No patient experienced either ipsilateral breast or axillary recurrence nor is any patient deceased.

Discussion

The majority of previous reports have also shown that the presence of N0(i+) disease has not shown any impact on overall survival.11–17,19 There has also been evidence that there is no impact on distant relapse, axillary recurrence or local recurrence.8–13,15–19 However, treatment has not been homogenous. Some patients have had axillary dissections, sentinel node evaluations only or both.8,11–13,15–17 Axillary regional irradiation as well as chemotherapy have also been utilized to treat N0(i+) patients.8,11–13,16,17,19 Patient cohorts have also included a varied mix of patients undergoing breast conservation or mastectomy.11,15–17,19,20 To date, none of these reports concern the use of accelerated partial breast radiotherapy. However, because of this exploratory analysis, further research of this N0(i+) patient group might be warranted, and pertinent for their inclusion into conservative breast cancer treatment with accelerated partial breast irradiation.

Conclusion

The small scale of this study prevents definitive conclusions to be taken. However, the significance of these results in combination with the reasonable follow-up time suggests that accelerated partial breast irradiation may be appropriate in patients with N0(i+) disease, supporting continued research in these patients. These data suggest that APBI in combination with hormonal treatments after sentinel lymph nodes biopsy could effectively treat breast cancer patients with N0(i+) sentinel lymph nodes who have estrogen and progesterone receptor positive, HER 2/neu negative T1 infiltrating ductal tumors.

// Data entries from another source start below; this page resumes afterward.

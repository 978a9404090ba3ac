//! `cocorabot serve` — Start the HTTP chat server.

use cocorabot_config::AppConfig;
use std::path::PathBuf;

pub async fn run(
    port_override: Option<u16>,
    knowledge_override: Option<PathBuf>,
) -> Result<(), Box<dyn std::error::Error>> {
    let mut config = AppConfig::load().map_err(|e| format!("Failed to load config: {e}"))?;

    if let Some(port) = port_override {
        config.gateway.port = port;
    }
    if let Some(path) = knowledge_override {
        config.knowledge.path = Some(path);
    }

    println!("🌴 Cocorabot");
    println!("   Listening: {}:{}", config.gateway.host, config.gateway.port);
    println!("   Model: {}", config.model);
    match &config.knowledge.path {
        Some(path) => println!("   Knowledge base: {}", path.display()),
        None => println!("   Knowledge base: none (answers from model only)"),
    }

    cocorabot_gateway::start(config).await?;

    Ok(())
}
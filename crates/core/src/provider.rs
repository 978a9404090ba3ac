//! CompletionProvider trait — the abstraction over the generative-text API.
//!
//! A provider knows how to send a composed prompt plus a short history
//! window to an LLM backend and return the generated reply. The gateway
//! calls `complete()` without knowing which backend is configured, which is
//! also what makes the HTTP layer testable with stub providers.

use crate::error::ProviderError;
use crate::message::Turn;
use async_trait::async_trait;
use serde::{Deserialize, Serialize};

/// Decoding parameters for a completion request.
///
/// The defaults are the conversational settings used for greeting and
/// general-knowledge replies; factual domain replies lower the temperature.
#[derive(Debug, Clone, Copy, PartialEq, Serialize, Deserialize)]
pub struct GenerationSettings {
    /// Temperature (0.0 = deterministic, higher = more creative)
    pub temperature: f32,

    /// Nucleus sampling bound
    pub top_p: f32,

    /// Top-k sampling bound
    pub top_k: u32,

    /// Maximum tokens to generate
    pub max_output_tokens: u32,
}

impl Default for GenerationSettings {
    fn default() -> Self {
        Self {
            temperature: 0.9,
            top_p: 0.1,
            top_k: 16,
            max_output_tokens: 1000,
        }
    }
}

impl GenerationSettings {
    /// Settings for fact-grounded replies: keep the model close to the
    /// supplied knowledge snippets.
    pub fn factual() -> Self {
        Self {
            temperature: 0.3,
            ..Self::default()
        }
    }
}

/// A completion request: the full turn sequence to send, last turn being the
/// composed prompt.
#[derive(Debug, Clone, Serialize, Deserialize)]
pub struct CompletionRequest {
    /// The model to use (e.g., "gemini-1.5-flash")
    pub model: String,

    /// Trimmed history window plus the composed prompt as the final user turn
    pub turns: Vec<Turn>,

    /// Decoding parameters
    pub generation: GenerationSettings,
}

/// A complete response from a provider.
#[derive(Debug, Clone, Serialize, Deserialize)]
pub struct CompletionResponse {
    /// The generated reply text
    pub text: String,

    /// Which model actually responded
    pub model: String,
}

/// The core completion trait.
///
/// The only backend shipped is Gemini, but the gateway and the retry wrapper
/// are written against this trait so tests can inject counting/failing
/// stubs.
#[async_trait]
pub trait CompletionProvider: Send + Sync {
    /// A human-readable name for this provider (e.g., "gemini").
    fn name(&self) -> &str;

    /// Send a request and get a complete response.
    async fn complete(
        &self,
        request: CompletionRequest,
    ) -> std::result::Result<CompletionResponse, ProviderError>;
}
//! HTTP API gateway for Cocorabot.
//!
//! Exposes the chat endpoint and a health check:
//!
//! - `POST /chat`   — classify + match + compose, forward to the model,
//!   return the answer with the updated history
//! - `GET  /health` — liveness plus knowledge-store readiness
//!
//! Built on Axum. Each request is processed sequentially (classify → match →
//! compose → complete); the only shared state is the read-only knowledge
//! handle, so concurrent requests never contend.

use axum::{
    Router,
    extract::State,
    http::StatusCode,
    response::Json,
    routing::{get, post},
};
use serde::{Deserialize, Serialize};
use std::sync::Arc;
use std::time::Duration;
use tower_http::cors::CorsLayer;
use tracing::{error, info, warn};

use cocorabot_core::error::ProviderError;
use cocorabot_core::message::{Turn, recent_window};
use cocorabot_core::provider::{CompletionProvider, CompletionRequest};
use cocorabot_knowledge::{
    KnowledgeBase, KnowledgeHandle, classifier, compose, generation_settings, match_context,
};
use cocorabot_providers::{GeminiProvider, RetryPolicy, complete_with_backoff};

/// Shared application state for the gateway.
pub struct AppState {
    pub provider: Arc<dyn CompletionProvider>,
    pub knowledge: KnowledgeHandle,
    pub model: String,
    pub retry: RetryPolicy,
    pub history_window: usize,
    pub start_time: chrono::DateTime<chrono::Utc>,
}

pub type SharedState = Arc<AppState>;

/// Served when the model returns an empty reply or declines with its own
/// "no information" phrasing; the caller still gets a 200.
const FALLBACK_ANSWER: &str =
    "Lo siento, no tengo información sobre eso. ¿Puedo ayudarte con otra cosa?";

/// Build the Axum router with all gateway routes.
pub fn build_router(state: SharedState) -> Router {
    Router::new()
        .route("/chat", post(chat_handler))
        .route("/health", get(health_handler))
        .layer(CorsLayer::permissive())
        .layer(tower_http::trace::TraceLayer::new_for_http())
        .with_state(state)
}

/// Start the gateway HTTP server.
///
/// Refuses to start without an API credential; the knowledge store loads in
/// the background and requests arriving before it resolves are served with
/// an empty store.
pub async fn start(config: cocorabot_config::AppConfig) -> cocorabot_core::Result<()> {
    let api_key = config
        .api_key
        .clone()
        .filter(|k| !k.trim().is_empty())
        .ok_or_else(|| cocorabot_core::Error::Config {
            message: "No completion API key configured — set COCORABOT_API_KEY or GEMINI_API_KEY"
                .into(),
        })?;

    let provider: Arc<dyn CompletionProvider> = Arc::new(GeminiProvider::new(api_key));
    let knowledge = KnowledgeHandle::spawn_load(config.knowledge.path.clone());

    let state = Arc::new(AppState {
        provider,
        knowledge,
        model: config.model.clone(),
        retry: RetryPolicy {
            max_attempts: config.completion.max_attempts,
            base_delay: Duration::from_millis(config.completion.base_delay_ms),
        },
        history_window: config.completion.history_window,
        start_time: chrono::Utc::now(),
    });

    let app = build_router(state);
    let addr = format!("{}:{}", config.gateway.host, config.gateway.port);

    info!(addr = %addr, model = %config.model, "Gateway starting");
    let listener = tokio::net::TcpListener::bind(&addr)
        .await
        .map_err(|e| cocorabot_core::Error::Internal(format!("Failed to bind {addr}: {e}")))?;
    axum::serve(listener, app)
        .await
        .map_err(|e| cocorabot_core::Error::Internal(e.to_string()))?;

    Ok(())
}

// --- Wire types ---

#[derive(Deserialize)]
pub struct ChatRequest {
    /// The user's question. Required; validated by the handler so a missing
    /// field gets the same 400 as an empty one.
    #[serde(default)]
    pub question: Option<String>,

    /// Prior conversation turns, owned by the caller and echoed back.
    #[serde(default)]
    pub history: Vec<Turn>,
}

#[derive(Serialize)]
pub struct ChatResponse {
    pub answer: String,
    pub history: Vec<Turn>,
    /// "json+ai" when knowledge-base content contributed to the prompt,
    /// "ai" otherwise.
    pub source: String,
}

#[derive(Serialize)]
struct ErrorBody {
    error: String,
    #[serde(skip_serializing_if = "Option::is_none")]
    history: Option<Vec<Turn>>,
}

#[derive(Serialize)]
struct HealthResponse {
    status: &'static str,
    version: &'static str,
    knowledge_ready: bool,
    knowledge_entries: usize,
    uptime_secs: i64,
}

// --- Handlers ---

async fn chat_handler(
    State(state): State<SharedState>,
    Json(payload): Json<ChatRequest>,
) -> Result<Json<ChatResponse>, (StatusCode, Json<ErrorBody>)> {
    let question = payload.question.as_deref().map(str::trim).unwrap_or("");
    if question.is_empty() {
        return Err((
            StatusCode::BAD_REQUEST,
            Json(ErrorBody {
                error: "La pregunta es obligatoria.".into(),
                history: None,
            }),
        ));
    }

    let normalized = classifier::normalize(question);
    let intent = classifier::classify_normalized(&normalized);

    // Unready or failed store degrades to empty matching; classification and
    // matching never produce a non-200 response.
    let loaded = state.knowledge.get();
    let empty = KnowledgeBase::empty();
    let base: &KnowledgeBase = loaded.as_deref().unwrap_or(&empty);

    let matches = match_context(base, &normalized);
    let prompt = compose(intent, &matches, question);
    let source = if prompt.used_knowledge { "json+ai" } else { "ai" };

    info!(
        intent = intent.as_str(),
        direct_matches = matches.direct.len(),
        source,
        question_len = question.len(),
        "Chat request"
    );

    let mut turns = recent_window(&payload.history, state.history_window).to_vec();
    turns.push(Turn::user(prompt.text));

    let request = CompletionRequest {
        model: state.model.clone(),
        turns,
        generation: generation_settings(intent),
    };

    match complete_with_backoff(state.provider.as_ref(), request, &state.retry).await {
        Ok(response) => {
            let answer = if response.text.trim().is_empty()
                || response.text.contains("no hay información")
            {
                FALLBACK_ANSWER.to_string()
            } else {
                response.text
            };
            let mut history = payload.history;
            history.push(Turn::model(answer.clone()));
            Ok(Json(ChatResponse {
                answer,
                history,
                source: source.into(),
            }))
        }
        Err(e @ ProviderError::RateLimited { .. }) => {
            warn!(question, error = %e, "Completion rate limited after retries");
            Err((
                StatusCode::TOO_MANY_REQUESTS,
                Json(ErrorBody {
                    error: "El servicio está saturado; inténtalo de nuevo en unos segundos.".into(),
                    history: Some(payload.history),
                }),
            ))
        }
        Err(e) => {
            error!(question, error = %e, "Completion failed");
            Err((
                StatusCode::INTERNAL_SERVER_ERROR,
                Json(ErrorBody {
                    error: "Error interno del servidor.".into(),
                    history: Some(payload.history),
                }),
            ))
        }
    }
}

async fn health_handler(State(state): State<SharedState>) -> Json<HealthResponse> {
    Json(HealthResponse {
        status: "ok",
        version: env!("CARGO_PKG_VERSION"),
        knowledge_ready: state.knowledge.ready(),
        knowledge_entries: state.knowledge.entry_count(),
        uptime_secs: (chrono::Utc::now() - state.start_time).num_seconds(),
    })
}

The patients from this study will continue to be monitored for any recurrence. The preliminary findings from this novel study warrant future studies involving larger sample sizes, particularly focused on the clinical outcomes of the newly “suitable” treatment of N0(i+) disease using APBI protocols.